M: What should people do if they currently have a variable rate?

A: For existing variable-rate holders, I’d say budget and prepare for more fluctuations. You’ll have to embrace the increases over the short term, but you’ll benefit when rates inevitably decline. Statistics show that variable-rate holders save more over time if they can stay the course.

If you’re considering converting an existing variable mortgage to a fixed one, you could take a rate of at least 5%. If you’re willing to do that, the next logical question is: What if fixed rates start to decline? Consider this. What if you were to take a five-year fixed rate today, but rates come down in 2024 – are you comfortable with that risk? We’ve seen this happen before.

While we’re experiencing volatility now, there are perks with a variable rate – especially for those who may be able to weather the short-term increases. But it’s worth noting: if you’re someone that panics every time the Central Bank meets to announce its policy rate, a variable rate may not be the best product for you.

M: What advice do you have for firsttime homebuyers entering the market?

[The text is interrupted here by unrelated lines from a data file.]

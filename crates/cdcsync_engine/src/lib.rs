//! # cdcsync engine
//!
//! Keeps a local SQLite replica in step with a remote change-data-capture
//! service.
//!
//! This crate provides:
//! - Credential management against the token service
//! - Snapshot download (structured JSON or binary SQLite) into database
//!   generations
//! - Long-polling of the change feed with schema drift detection
//! - Transactional application of change batches
//! - Retry with exponential backoff and cancellation
//!
//! ## Architecture
//!
//! On first start the engine downloads a boot snapshot holding the
//! cluster's data scopes, then a data snapshot for those scopes, and then
//! follows the change feed:
//! 1. The change poller long-polls for the next batch
//! 2. The batch is validated against the known tables
//! 3. The event bus delivers it to the applier and waits for the result
//! 4. The cursor is persisted only after the batch has been applied
//!
//! A restart resumes from the last applied snapshot generation.
//!
//! ## Key Invariants
//!
//! - A batch is applied entirely or not at all
//! - The cursor never advances past an unapplied batch
//! - A batch touching an unknown table triggers a new snapshot
//! - At most one credential retrieval and one snapshot download in flight

#![deny(unsafe_code)]
#![warn(missing_docs)]

mod applier;
mod backoff;
mod changes;
mod config;
mod credential;
mod error;
mod events;
mod http;
mod identity;
mod retry;
mod schema;
mod scope_cache;
mod snapshot;
mod state;
mod store;

pub use applier::{build_delete_sql, build_insert_sql, build_update_sql, ChangeApplier};
pub use backoff::Backoff;
pub use changes::ChangePoller;
pub use config::{
    default_instance_name, BackoffConfig, SnapshotProtocol, SyncConfig, SyncMode,
    UNDEFINED_INSTANCE_NAME,
};
pub use credential::{CredentialManager, CredentialState, TokenSource};
pub use error::{SyncError, SyncResult};
pub use events::{Delivery, EventBus, SyncEvent};
pub use http::SyncHttpClient;
pub use identity::{InstanceIdentity, SharedIdentity};
pub use retry::retry_until_success;
pub use schema::{quote_ident, table_info, SqlValue, TableInfo, METADATA_TABLE};
pub use scope_cache::{DataScope, ScopeCache};
pub use snapshot::{DownloadedSnapshot, SnapshotManager};
pub use state::{SyncEngine, SyncState, SyncStats};
pub use store::{
    Generation, LocalStore, BOOTSTRAP_GENERATION, DEFAULT_DB_FILE, GENERATION_DB_FILE,
    SEQUENCE_COLUMN,
};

A: If you want to enter the market today, you have to determine a realistic plan. Look at your affordability and decide based on that. Mortgages are a long-term commitment – you’re probably in it for the next 20-30 years, not just the next three to five. If you’re a first-time buyer who has been struggling to enter the market, this could be your window of opportunity. You might take a slightly higher rate today, but that could change when you come up for renewal.

M: Yes – more leverage, opportunities for conditional offers, and better negotiating conditions in a more balanced market has enormous upside. Are there other strategies people can use that might mitigate some risk down the road?

A: Of course. One possibility is to make additional principal payments if your plan allows – this will reduce your interest over time. But of course, this can be hard to do when rates are high. A good strategy is to take advantage of prepayment privilege. This is where the lender allows you to prepay a portion of your principal mortgage as either a lump sum or an increased percentage of your regular payment. It’ll chip away at your principal and knock down the amortization or life of the loan.

M: Whether someone is deciding between a fixed or variable mortgage or contemplating getting into the market, what’s your biggest takeaway?

A: Never make a decision based on fear. We’re bombarded with alarming headlines, and our reactionary instinct might be to prioritize short-term gain. Instead, figure out what you can afford by looking at your short and long-term goals. The volatility that worries some might present an opportunity for others, so deciding whether or not to lock in depends entirely on you. If you’re ready to commit to or want to change your mortgage, it’s important to sit down with a professional and create a plan that will best suit your needs.